# visitenkarten werden nicht aktualisiert



## Tibor (22. April 2013)

schönen tag zusammen

es ist jetzt schon des öfteren vorgekommen das meine twinks z.b. lvl 76 sind aber die Visitenkarten bei lvl 71 stehen bleiben. dachte immer das dies wenn man Mitglied und angemeldet ist automatisch passiert bzw. nach 1-2 Wochen dann aktualisiert wird. dem ist aber leider nicht so.

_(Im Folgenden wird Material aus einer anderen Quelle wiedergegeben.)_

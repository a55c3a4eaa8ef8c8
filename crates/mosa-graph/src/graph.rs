//! Branch dependency graph
//!
//! Nodes are branch-spine goals (branch outcomes and branchless-method
//! entries); an edge `A -> B` means covering `A` resolves a decision on
//! every path into `B`'s block. The graph is built once per search run and
//! is read-only afterwards.

use indexmap::{IndexMap, IndexSet};
use mosa_goal::{BlockId, BranchId, BranchOutcome, ControlFlowFacts, CoverageGoal, MethodRef};
use petgraph::graph::{DiGraph, NodeIndex};
use petgraph::Direction;
use serde::Serialize;
use std::collections::{HashSet, VecDeque};
use tracing::{debug, info, trace};

/// Summary counts of a built graph
#[derive(Debug, Clone, Copy, PartialEq, Eq, Serialize)]
pub struct GraphStats {
    /// Number of goal nodes
    pub goals: usize,
    /// Number of structural edges
    pub edges: usize,
    /// Number of root goals
    pub roots: usize,
    /// Number of distinct methods owning at least one node
    pub methods: usize,
}

/// Structural dependency graph over branch-spine goals
#[derive(Debug, Clone, Default)]
pub struct DependencyGraph {
    graph: DiGraph<CoverageGoal, ()>,
    nodes: IndexMap<CoverageGoal, NodeIndex>,
    roots: IndexSet<CoverageGoal>,
    by_method: IndexMap<MethodRef, Vec<NodeIndex>>,
    by_outcome: IndexMap<BranchOutcome, NodeIndex>,
}

impl DependencyGraph {
    fn add_goal(&mut self, goal: &CoverageGoal) -> NodeIndex {
        if let Some(&ix) = self.nodes.get(goal) {
            return ix;
        }
        let ix = self.graph.add_node(goal.clone());
        self.nodes.insert(goal.clone(), ix);
        self.by_method.entry(goal.method().clone()).or_default().push(ix);
        if let CoverageGoal::Branch(b) = goal {
            self.by_outcome.insert(b.outcome, ix);
        }
        ix
    }

    /// Goals that become reachable once `goal` is covered
    pub fn structural_children<'a>(&'a self, goal: &CoverageGoal) -> impl Iterator<Item = &'a CoverageGoal> + 'a {
        self.neighbors(goal, Direction::Outgoing)
    }

    /// Goals that must be covered before `goal` becomes reachable
    pub fn structural_parents<'a>(&'a self, goal: &CoverageGoal) -> impl Iterator<Item = &'a CoverageGoal> + 'a {
        self.neighbors(goal, Direction::Incoming)
    }

    fn neighbors<'a>(&'a self, goal: &CoverageGoal, dir: Direction) -> impl Iterator<Item = &'a CoverageGoal> + 'a {
        self.nodes
            .get(goal)
            .copied()
            .into_iter()
            .flat_map(move |ix| self.graph.neighbors_directed(ix, dir))
            .map(move |n| &self.graph[n])
    }

    /// Goals reachable without any branch decision
    #[inline]
    #[must_use]
    pub fn roots(&self) -> &IndexSet<CoverageGoal> {
        &self.roots
    }

    /// Whether `goal` is a root
    #[inline]
    #[must_use]
    pub fn is_root(&self, goal: &CoverageGoal) -> bool {
        self.roots.contains(goal)
    }

    /// Whether `goal` is a node of the graph
    #[inline]
    #[must_use]
    pub fn contains(&self, goal: &CoverageGoal) -> bool {
        self.nodes.contains_key(goal)
    }

    /// Every node, in insertion order
    pub fn branch_goals(&self) -> impl Iterator<Item = &CoverageGoal> + '_ {
        self.nodes.keys()
    }

    /// Nodes owned by `method`
    pub fn branch_goals_of<'a>(&'a self, method: &MethodRef) -> impl Iterator<Item = &'a CoverageGoal> + 'a {
        self.by_method
            .get(method)
            .into_iter()
            .flatten()
            .map(move |&ix| &self.graph[ix])
    }

    /// Branch goal for a specific outcome, if it is part of the graph
    #[must_use]
    pub fn branch_goal(&self, outcome: BranchOutcome) -> Option<&CoverageGoal> {
        self.by_outcome.get(&outcome).map(|&ix| &self.graph[ix])
    }

    /// Number of nodes
    #[inline]
    #[must_use]
    pub fn goal_count(&self) -> usize {
        self.graph.node_count()
    }

    /// Number of edges
    #[inline]
    #[must_use]
    pub fn edge_count(&self) -> usize {
        self.graph.edge_count()
    }

    /// Summary counts
    #[must_use]
    pub fn stats(&self) -> GraphStats {
        GraphStats {
            goals: self.goal_count(),
            edges: self.edge_count(),
            roots: self.roots.len(),
            methods: self.by_method.len(),
        }
    }
}

/// Result of the backward walk from one block
#[derive(Debug, Default)]
struct ParentSearch {
    branches: Vec<BranchId>,
    reaches_entry: bool,
}

/// Derives a [`DependencyGraph`] from analysis facts
pub struct DependencyGraphBuilder<'a> {
    facts: &'a dyn ControlFlowFacts,
}

impl<'a> DependencyGraphBuilder<'a> {
    /// Create a builder over the given facts
    #[must_use]
    pub fn new(facts: &'a dyn ControlFlowFacts) -> Self {
        Self { facts }
    }

    /// Build the graph over the branch-spine goals of `goals`
    ///
    /// Goals that are not branch-spine goals are ignored; criterion adapters
    /// hang them off the graph afterwards.
    pub fn build<'g>(&self, goals: impl IntoIterator<Item = &'g CoverageGoal>) -> DependencyGraph {
        let mut graph = DependencyGraph::default();

        let spine: Vec<&CoverageGoal> = goals.into_iter().filter(|g| g.is_branch_spine()).collect();
        for goal in &spine {
            graph.add_goal(goal);
        }

        for goal in spine {
            let Some(branch) = goal.as_branch() else {
                graph.roots.insert(goal.clone());
                continue;
            };

            let parents = self.parent_branches(branch.branch());
            let Some(parents) = parents else {
                graph.roots.insert(goal.clone());
                continue;
            };

            let Some(&child) = graph.nodes.get(goal) else {
                continue;
            };

            let mut linked = 0usize;
            for parent in parents {
                for value in [true, false] {
                    if let Some(&from) = graph.by_outcome.get(&BranchOutcome::new(parent, value)) {
                        graph.graph.update_edge(from, child, ());
                        linked += 1;
                    }
                }
            }

            if linked == 0 {
                debug!(goal = %goal, "no parent goal in goal set, treating as root");
                graph.roots.insert(goal.clone());
            }
        }

        let stats = graph.stats();
        info!(
            goals = stats.goals,
            edges = stats.edges,
            roots = stats.roots,
            methods = stats.methods,
            "built branch dependency graph"
        );
        graph
    }

    /// Structural parent branches of `branch`; `None` when it is a root
    fn parent_branches(&self, branch: BranchId) -> Option<Vec<BranchId>> {
        let facts = self.facts;

        let Some(info) = facts.branch(branch) else {
            debug!(%branch, "unknown branch, treating as root");
            return None;
        };
        if facts.is_instrumentation_only(branch) {
            trace!(%branch, "instrumentation-only branch");
            return None;
        }

        let insn = info.instruction;
        if facts.is_root_dependent(insn) || facts.control_dependencies(insn).is_empty() {
            return None;
        }

        let Some(block) = facts.basic_block_of(insn) else {
            debug!(%branch, instruction = %insn, "instruction has no basic block, treating as root");
            return None;
        };

        let search = self.look_for_parents(block);
        if search.reaches_entry {
            return None;
        }

        let parents: Vec<BranchId> = search.branches.into_iter().filter(|&p| p != branch).collect();
        if parents.is_empty() {
            return None;
        }
        Some(parents)
    }

    /// Breadth-first walk over predecessors of `start`, stopping at the
    /// first block on each path that holds a branch
    fn look_for_parents(&self, start: BlockId) -> ParentSearch {
        let mut search = ParentSearch::default();
        let mut visited: HashSet<BlockId> = HashSet::new();
        visited.insert(start);

        let preds = self.facts.predecessor_blocks(start);
        if preds.is_empty() {
            search.reaches_entry = true;
            return search;
        }
        let mut queue: VecDeque<BlockId> = preds.into();

        while let Some(block) = queue.pop_front() {
            if !visited.insert(block) {
                continue;
            }
            if let Some(branch) = self.facts.branch_in_block(block) {
                if !search.branches.contains(&branch) {
                    search.branches.push(branch);
                }
                continue;
            }
            let preds = self.facts.predecessor_blocks(block);
            if preds.is_empty() {
                search.reaches_entry = true;
                continue;
            }
            queue.extend(preds);
        }

        search
    }
}
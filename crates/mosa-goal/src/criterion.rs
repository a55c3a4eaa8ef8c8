//! Coverage criteria

use serde::{Deserialize, Serialize};
use std::fmt::{self, Display, Formatter};

/// A coverage criterion: the family a [`CoverageGoal`](crate::CoverageGoal) belongs to
#[derive(Debug, Clone, Copy, PartialEq, Eq, PartialOrd, Ord, Hash, Serialize, Deserialize)]
#[serde(rename_all = "snake_case")]
pub enum Criterion {
    /// Branch outcomes and branchless method entry
    Branch,
    /// Individual instructions
    Statement,
    /// Source lines
    Line,
    /// Method invocation
    Method,
    /// Method invocation returning without exception
    MethodNoException,
    /// Weak mutation (mutant infected)
    WeakMutation,
    /// Strong mutation (mutant killed)
    StrongMutation,
    /// Input value categories
    Input,
    /// Output value categories
    Output,
    /// Branches guarding try/catch regions
    TryCatch,
    /// Context-sensitive branch coverage
    ContextualBranch,
    /// Exceptions raised by the unit under test
    Exception,
}

impl Criterion {
    /// Every criterion, in declaration order
    pub const ALL: [Criterion; 12] = [
        Criterion::Branch,
        Criterion::Statement,
        Criterion::Line,
        Criterion::Method,
        Criterion::MethodNoException,
        Criterion::WeakMutation,
        Criterion::StrongMutation,
        Criterion::Input,
        Criterion::Output,
        Criterion::TryCatch,
        Criterion::ContextualBranch,
        Criterion::Exception,
    ];

    /// Stable lowercase name
    #[must_use]
    pub fn name(self) -> &'static str {
        match self {
            Criterion::Branch => "branch",
            Criterion::Statement => "statement",
            Criterion::Line => "line",
            Criterion::Method => "method",
            Criterion::MethodNoException => "method_no_exception",
            Criterion::WeakMutation => "weak_mutation",
            Criterion::StrongMutation => "strong_mutation",
            Criterion::Input => "input",
            Criterion::Output => "output",
            Criterion::TryCatch => "try_catch",
            Criterion::ContextualBranch => "contextual_branch",
            Criterion::Exception => "exception",
        }
    }

    /// Whether this is one of the mutation criteria
    #[inline]
    #[must_use]
    pub fn is_mutation(self) -> bool {
        matches!(self, Criterion::WeakMutation | Criterion::StrongMutation)
    }
}

impl Display for Criterion {
    fn fmt(&self, f: &mut Formatter<'_>) -> fmt::Result {
        f.write_str(self.name())
    }
}
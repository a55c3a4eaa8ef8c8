//! Id -> goal lookup tables for trace-driven coverage

use indexmap::IndexMap;
use mosa_goal::{BranchId, ControlFlowFacts, CoverageGoal, MethodRef, MutationId, MutationStrength};

/// Fast-path indexes from trace identifiers to goals
///
/// Built once alongside the dependency graph. Branches that only exist
/// because of instrumentation are left out so a trace can never cover them
/// through the fast path.
#[derive(Debug, Clone, Default)]
pub struct GoalIndex {
    true_branches: IndexMap<BranchId, CoverageGoal>,
    false_branches: IndexMap<BranchId, CoverageGoal>,
    branchless: IndexMap<MethodRef, CoverageGoal>,
    weak_mutants: IndexMap<MutationId, CoverageGoal>,
    strong_mutants: IndexMap<MutationId, CoverageGoal>,
}

impl GoalIndex {
    /// Index every goal of a kind the fast path understands
    pub fn build<'g>(goals: impl IntoIterator<Item = &'g CoverageGoal>, facts: &dyn ControlFlowFacts) -> Self {
        let mut index = Self::default();
        for goal in goals {
            index.insert(goal, facts);
        }
        index
    }

    fn insert(&mut self, goal: &CoverageGoal, facts: &dyn ControlFlowFacts) {
        match goal {
            CoverageGoal::Branch(b) => {
                if facts.is_instrumentation_only(b.branch()) {
                    return;
                }
                let table = if b.value() {
                    &mut self.true_branches
                } else {
                    &mut self.false_branches
                };
                table.insert(b.branch(), goal.clone());
            }
            CoverageGoal::BranchlessMethod { method } => {
                self.branchless.insert(method.clone(), goal.clone());
            }
            CoverageGoal::Mutant {
                mutation,
                strength: MutationStrength::Weak,
                ..
            } => {
                self.weak_mutants.insert(*mutation, goal.clone());
            }
            CoverageGoal::Mutant {
                mutation,
                strength: MutationStrength::Strong,
                ..
            } => {
                self.strong_mutants.insert(*mutation, goal.clone());
            }
            _ => {}
        }
    }

    /// Goal for the `true` outcome of a branch
    #[inline]
    #[must_use]
    pub fn true_branch(&self, branch: BranchId) -> Option<&CoverageGoal> {
        self.true_branches.get(&branch)
    }

    /// Goal for the `false` outcome of a branch
    #[inline]
    #[must_use]
    pub fn false_branch(&self, branch: BranchId) -> Option<&CoverageGoal> {
        self.false_branches.get(&branch)
    }

    /// Entry goal of a branchless method
    #[inline]
    #[must_use]
    pub fn branchless(&self, method: &MethodRef) -> Option<&CoverageGoal> {
        self.branchless.get(method)
    }

    /// Weak mutant goal
    #[inline]
    #[must_use]
    pub fn weak_mutant(&self, mutation: MutationId) -> Option<&CoverageGoal> {
        self.weak_mutants.get(&mutation)
    }

    /// Strong mutant goal
    #[inline]
    #[must_use]
    pub fn strong_mutant(&self, mutation: MutationId) -> Option<&CoverageGoal> {
        self.strong_mutants.get(&mutation)
    }

    /// Total number of indexed goals
    #[must_use]
    pub fn len(&self) -> usize {
        self.true_branches.len()
            + self.false_branches.len()
            + self.branchless.len()
            + self.weak_mutants.len()
            + self.strong_mutants.len()
    }

    /// Whether nothing was indexed
    #[must_use]
    pub fn is_empty(&self) -> bool {
        self.len() == 0
    }
}
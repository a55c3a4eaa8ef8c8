//! Method and method-no-exception coverage

use super::{wrong_kind, AttachContext, CriterionAdapter};
use mosa_goal::{CoverageGoal, Criterion};

/// Attaches each method goal below every spine goal of its method
///
/// Any branch of the method being reached means the method was entered, so
/// the goal is probed as soon as the first of them is covered. A method
/// with no spine goal makes the goal a root.
#[derive(Debug, Clone, Copy, Default)]
pub struct MethodAdapter;

impl CriterionAdapter for MethodAdapter {
    fn criterion(&self) -> Criterion {
        Criterion::Method
    }

    fn attach(&self, goals: &[CoverageGoal], ctx: &mut AttachContext<'_>) {
        for goal in goals {
            if !matches!(goal, CoverageGoal::Method { .. }) {
                wrong_kind(self.criterion(), goal);
            }
            attach_to_method_spine(goal, ctx);
        }
    }
}

/// Same placement as [`MethodAdapter`] for goals that also require a normal return
#[derive(Debug, Clone, Copy, Default)]
pub struct MethodNoExceptionAdapter;

impl CriterionAdapter for MethodNoExceptionAdapter {
    fn criterion(&self) -> Criterion {
        Criterion::MethodNoException
    }

    fn attach(&self, goals: &[CoverageGoal], ctx: &mut AttachContext<'_>) {
        for goal in goals {
            if !matches!(goal, CoverageGoal::MethodNoException { .. }) {
                wrong_kind(self.criterion(), goal);
            }
            attach_to_method_spine(goal, ctx);
        }
    }
}

fn attach_to_method_spine(goal: &CoverageGoal, ctx: &mut AttachContext<'_>) {
    let graph = ctx.graph();
    let mut attached = false;
    for parent in graph.branch_goals_of(goal.method()) {
        attached |= ctx.attach_to(parent, goal);
    }
    if !attached {
        ctx.add_root(goal);
    }
}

schaut doch mal bitte woran dies liegen könnte.

bedanke mich und


möge der fun nie vergehen

Tibor


----------



## ZAM (22. April 2013)

Hallo,

vielen Dank für den Hinweis. Die Karten sollten jetzt wieder korrekt mit den Charakteren aktualisieren.


----------



## Schorki (28. April 2013)

nein leider nicht , mein char ist nun schon ein paar Tage auf 90 und die karten zeigen nur 80 an 


*


			Dieser Inhalt steht nur eingeloggten Mitgliedern zur Verfügung.
        

*


----------



## ZAM (3. Mai 2013)

Ach Mist - ich habe kein Email-Update zur Antwort in diesem Thread bekommen. Ich schaue mir das noch mal an.


----------